Monday, December 13, 2010

Macadamia Brittle- Not Quite a Success!

Every so often, my mother and I decide to embark on a little adventure in the kitchen.  We choose something that we've never made before, find a recipe, normally tweak it, and then set out to make it.  Many times we end up with amazing successes, like this great bread casserole with pulled chicken and white wine and herbs- it's delicious.  Other times we have little failures that just makes us try again!

This past weekend, we decided to embark on a "brittle" journey, subbing out the classic peanuts, for macadamia nuts, orange zest, crushed pepper corns, and dried cranberries.  We may have gotten a little ahead of ourselves with the amount of ingredients, but I'll get to that later.

The basic recipe seemed easy enough, cook sugar, water and lemon juice together until it turned a deep amber color, place the whole pot in a container of ice water to cool the mix, add the nuts and spread in a greased cookie tray.  I believe that in the process, we made several errors.  The first was that we used a very large pot to ensure that there wouldn't be dangerous splattering of the hot sugar liquid.  The unfortunate part is that because the pot was so large, the candy thermometer couldn't get a good read on the shallow pool of liquid, so we had to by color.  Having never made brittle before- I'm sure we could have been better color guessers.

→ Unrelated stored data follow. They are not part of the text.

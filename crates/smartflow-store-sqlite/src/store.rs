//! The SQLite implementation of [`SessionStore`].

use std::path::Path;

use chrono::{DateTime, Utc};
use rusqlite::OptionalExtension as _;
use smartflow_core::store::{SessionStore, StorageKey};

use crate::{
  Error, Result,
  encode::{decode_dt, decode_key, encode_dt, encode_key},
  schema::SCHEMA,
};

// ─── Store ───────────────────────────────────────────────────────────────────

/// Session storage backed by a single SQLite file.
///
/// Cloning is cheap; the inner connection is reference-counted. Two stores
/// opened on the same file see each other's writes only on their next read;
/// there is no cross-process notification.
#[derive(Clone)]
pub struct SqliteSessionStore {
  conn: tokio_rusqlite::Connection,
}

impl SqliteSessionStore {
  /// Open (or create) a store at `path` and run schema initialisation.
  pub async fn open(path: impl AsRef<Path>) -> Result<Self> {
    let conn = tokio_rusqlite::Connection::open(path).await?;
    let store = Self { conn };
    store.init_schema().await?;
    Ok(store)
  }

  /// Open an in-memory store, for tests.
  pub async fn open_in_memory() -> Result<Self> {
    let conn = tokio_rusqlite::Connection::open_in_memory().await?;
    let store = Self { conn };
    store.init_schema().await?;
    Ok(store)
  }

  async fn init_schema(&self) -> Result<()> {
    self
      .conn
      .call(|conn| {
        conn.execute_batch(SCHEMA)?;
        Ok(())
      })
      .await?;
    Ok(())
  }

  /// The keys that currently hold a value.
  pub async fn stored_keys(&self) -> Result<Vec<StorageKey>> {
    let raw: Vec<String> = self
      .conn
      .call(|conn| {
        let mut stmt = conn.prepare("SELECT key FROM session_entries ORDER BY key")?;
        let rows = stmt
          .query_map([], |row| row.get(0))?
          .collect::<rusqlite::Result<Vec<String>>>()?;
        Ok(rows)
      })
      .await?;

    raw.iter().map(|s| decode_key(s)).collect()
  }

  /// When `key` was last written, if it holds a value.
  pub async fn updated_at(&self, key: StorageKey) -> Result<Option<DateTime<Utc>>> {
    let key_str = encode_key(key);

    let raw: Option<String> = self
      .conn
      .call(move |conn| {
        Ok(conn
          .query_row(
            "SELECT updated_at FROM session_entries WHERE key = ?1",
            rusqlite::params![key_str],
            |row| row.get(0),
          )
          .optional()?)
      })
      .await?;

    raw.as_deref().map(decode_dt).transpose()
  }
}

// ─── SessionStore impl ───────────────────────────────────────────────────────

impl SessionStore for SqliteSessionStore {
  type Error = Error;

  async fn get(&self, key: StorageKey) -> Result<Option<String>> {
    let key_str = encode_key(key);

    let value = self
      .conn
      .call(move |conn| {
        Ok(conn
          .query_row(
            "SELECT value FROM session_entries WHERE key = ?1",
            rusqlite::params![key_str],
            |row| row.get(0),
          )
          .optional()?)
      })
      .await?;
    Ok(value)
  }

  async fn put(&self, key: StorageKey, value: String) -> Result<()> {
    let key_str = encode_key(key);
    let at_str = encode_dt(Utc::now());

    self
      .conn
      .call(move |conn| {
        conn.execute(
          "INSERT INTO session_entries (key, value, updated_at) VALUES (?1, ?2, ?3)
           ON CONFLICT(key) DO UPDATE SET value = excluded.value,
                                          updated_at = excluded.updated_at",
          rusqlite::params![key_str, value, at_str],
        )?;
        Ok(())
      })
      .await?;
    tracing::debug!(key = key_str, "stored session entry");
    Ok(())
  }

  async fn remove(&self, keys: &'static [StorageKey]) -> Result<()> {
    self
      .conn
      .call(move |conn| {
        let tx = conn.transaction()?;
        for key in keys {
          tx.execute(
            "DELETE FROM session_entries WHERE key = ?1",
            rusqlite::params![encode_key(*key)],
          )?;
        }
        tx.commit()?;
        Ok(())
      })
      .await?;
    tracing::debug!(count = keys.len(), "removed session entries");
    Ok(())
  }
}
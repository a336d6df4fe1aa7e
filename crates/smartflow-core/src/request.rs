//! Update requests and the JSON shapes exchanged about them.

use chrono::{DateTime, Utc};
use serde::{Deserialize, Serialize};
use strum::{Display, EnumIter, EnumString, IntoStaticStr};

use crate::{
  Result,
  lifecycle::{ActionKind, OfficerAction, Stage},
  risk::{RiskBucket, RiskScore},
};

// ─── Update type ─────────────────────────────────────────────────────────────

/// The demographic field a request asks to change.
#[derive(
  Debug,
  Clone,
  Copy,
  PartialEq,
  Eq,
  Hash,
  Serialize,
  Deserialize,
  Display,
  EnumString,
  EnumIter,
  IntoStaticStr,
)]
#[serde(rename_all = "snake_case")]
#[strum(serialize_all = "snake_case")]
pub enum UpdateType {
  AddressChange,
  NameChange,
  MaritalStatus,
  DobChange,
  PhoneChange,
  EmailChange,
}

impl UpdateType {
  pub fn label(self) -> &'static str {
    match self {
      Self::AddressChange => "Address Change",
      Self::NameChange => "Name Correction",
      Self::MaritalStatus => "Marital Status",
      Self::DobChange => "Date of Birth",
      Self::PhoneChange => "Mobile Number",
      Self::EmailChange => "Email Address",
    }
  }

  /// Supporting documents the portal asks for with this kind of update.
  pub fn required_documents(self) -> &'static [&'static str] {
    match self {
      Self::AddressChange => &["Address Proof (Electricity Bill/Rent Agreement)"],
      Self::NameChange => &["Gazette Notification", "Identity Proof"],
      Self::MaritalStatus => &["Marriage Certificate"],
      Self::DobChange => &["Birth Certificate", "SSLC Marksheet"],
      Self::PhoneChange | Self::EmailChange => &[],
    }
  }
}

// ─── Update request ──────────────────────────────────────────────────────────

/// One changed field, as reported in a request's `details`.
#[derive(Debug, Clone, PartialEq, Eq, Serialize, Deserialize)]
pub struct FieldChange {
  pub field:     String,
  #[serde(rename = "oldValue", default)]
  pub old_value: Option<String>,
  #[serde(rename = "newValue", default)]
  pub new_value: Option<String>,
}

/// A request as reported by `GET /updates/{id}` and `GET /updates/my-requests`.
///
/// `status` is kept as the raw server string; call [`UpdateRequest::stage`]
/// to obtain the display stage.
#[derive(Debug, Clone, Serialize, Deserialize)]
pub struct UpdateRequest {
  pub request_id:       String,
  pub update_type:      UpdateType,
  pub status:           String,
  #[serde(default, deserialize_with = "crate::timestamp::deserialize_option")]
  pub submitted_at:     Option<DateTime<Utc>>,
  #[serde(default)]
  pub risk_score:       Option<RiskScore>,
  #[serde(default)]
  pub rejection_reason: Option<String>,
  /// Officer comments appended by `request_info`, oldest first.
  #[serde(default)]
  pub comments:         Vec<String>,
  /// Document ids attached at submission.
  #[serde(default)]
  pub documents:        Vec<String>,
  #[serde(default)]
  pub details:          Vec<FieldChange>,
  /// Submitting citizen, filled in on the officer queue.
  #[serde(default, skip_serializing_if = "Option::is_none")]
  pub user_name:        Option<String>,
}

impl UpdateRequest {
  /// Resolve the display stage from the current fields. Never cached.
  pub fn stage(&self) -> Result<Stage> { Stage::resolve(&self.status, self.risk_score) }

  pub fn risk_bucket(&self) -> Option<RiskBucket> { self.risk_score.map(RiskScore::bucket) }

  /// The most recent officer comment, if any.
  pub fn officer_comment(&self) -> Option<&str> {
    self
      .rejection_reason
      .as_deref()
      .filter(|r| !r.is_empty())
      .or_else(|| self.comments.last().map(String::as_str))
  }

  /// Submission date as shown in request lists, e.g. `Jan 05, 2025`.
  pub fn submitted_label(&self) -> String {
    self
      .submitted_at
      .map(|at| at.format("%b %d, %Y").to_string())
      .unwrap_or_else(|| "N/A".to_owned())
  }
}

// ─── Citizen dashboard ───────────────────────────────────────────────────────

/// Per-stage counts for a citizen's requests.
#[derive(Debug, Clone, Copy, Default, PartialEq, Eq, Serialize, Deserialize)]
pub struct RequestStats {
  pub total:     usize,
  /// Approved by an officer or auto-approved.
  pub approved:  usize,
  /// Everything not yet terminal.
  pub in_review: usize,
  pub rejected:  usize,
}

impl RequestStats {
  /// Requests whose stage cannot be resolved count toward `total` only.
  pub fn from_requests(requests: &[UpdateRequest]) -> Self {
    let mut stats = Self { total: requests.len(), ..Self::default() };
    for stage in requests.iter().filter_map(|r| r.stage().ok()) {
      match stage {
        Stage::Approved | Stage::AutoApproved => stats.approved += 1,
        Stage::Rejected => stats.rejected += 1,
        _ => stats.in_review += 1,
      }
    }
    stats
  }
}

// ─── Wire bodies ─────────────────────────────────────────────────────────────

/// JSON body of `POST /updates/submit`.
#[derive(Debug, Clone, PartialEq, Eq, Serialize, Deserialize)]
pub struct UpdateSubmission {
  pub update_type: UpdateType,
  pub new_data:    String,
  /// Ids returned by `POST /documents/upload`.
  #[serde(default)]
  pub documents:   Vec<String>,
}

impl UpdateSubmission {
  pub fn new(update_type: UpdateType, new_data: impl Into<String>) -> Self {
    Self { update_type, new_data: new_data.into(), documents: Vec::new() }
  }

  /// An address change, composed the way the portal form does.
  pub fn address(street: &str, city: &str, state: &str, pincode: &str) -> Self {
    Self::new(
      UpdateType::AddressChange,
      format!("{street}, {city}, {state} - {pincode}"),
    )
  }
}

/// Response of `POST /updates/submit`.
#[derive(Debug, Clone, Serialize, Deserialize)]
pub struct SubmitResponse {
  pub request_id:    String,
  pub status:        String,
  #[serde(default)]
  pub risk_score:    Option<RiskScore>,
  #[serde(default)]
  pub auto_approved: bool,
}

/// Response of `POST /documents/upload`.
#[derive(Debug, Clone, Serialize, Deserialize)]
pub struct UploadResponse {
  #[serde(alias = "fileId")]
  pub file_id:  String,
  #[serde(default, alias = "fileName")]
  pub filename: Option<String>,
}

/// Response of `GET /updates/my-requests`.
#[derive(Debug, Clone, Serialize, Deserialize)]
pub struct RequestList {
  pub requests: Vec<UpdateRequest>,
}

/// JSON body of `POST /officer/update-status`.
#[derive(Debug, Clone, PartialEq, Eq, Serialize, Deserialize)]
pub struct DecisionRequest {
  pub request_id: String,
  pub action:     ActionKind,
  #[serde(default)]
  pub reason:     Option<String>,
}

impl DecisionRequest {
  pub fn new(request_id: impl Into<String>, action: &OfficerAction) -> Self {
    Self {
      request_id: request_id.into(),
      action:     action.kind(),
      reason:     action.reason().map(str::to_owned),
    }
  }

  /// Rebuild the typed action from the wire fields.
  pub fn to_action(&self) -> OfficerAction {
    let text = self.reason.clone().unwrap_or_default();
    match self.action {
      ActionKind::Approve => OfficerAction::Approve,
      ActionKind::Reject => OfficerAction::Reject { reason: text },
      ActionKind::RequestInfo => OfficerAction::RequestInfo { comment: text },
    }
  }
}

The second error I believe we made, I mis-read the directions (and you wonder why I rarely use recipes!) and thought that all of the bubbles had to disappear before adding the other ingredients to the cooling sugar mass.  I was wrong- the cooking process just needed to stop.  We added the nuts, fruit, zest, and pepper, but I feel that it was just too late- it mixed together but was a bear to remove from the pot. 

The flavor of the brittle was delicious- light citrus from the orange, lovely toasty goodness from the macadamia nuts, sweet tart flavor of cranberries...however the brittle wasn't brittle.  Though it stuck to everything, and formed a solid mass on every utensil we used, the actual brittle never hardened enough to lose it's full tacky texture.  Each piece we broke off rendered in a "soft" break, rather than the crisp "hard" break that we were looking for.  I believe that this issue comes from not cooking the sugar mix long enough, and to be honest- we probably just had too much STUFF mixed in.  Unfortunately this error made it pretty impossible to eat as every bite would stick to your teeth and make the whole experience rather unpleasant.  Definitely not a successful first attempt. 

We are definitely going to try again, hopefully with much more brittle-y brittle!

3 comments:

Delicious Dishings said...

You just needed to cook it longer. :) If your thermometer is no help, keep a glass of ice water beside the stove. When you think your caramel is getting close, use a spoon to drip a little of it into the ice water. Reach in and grab the dripping and roll it around... if it just smushes, then you're far off. If you can roll it into a little ball, it's at soft-ball stage. Once it is cooked to hard crack, the little drip will feel hard and not be pliable like it is at softball stage. This can take a while!

Flavor combo sounds really interesting though!

Jen said...

Great advice from Megan about testing out the sugar. I love the flavor combo, especially the addition of pepper.

Meghan@travelwinedine said...

The flavors sound great! It is so fun to try new recipes, even if they aren't always perfect.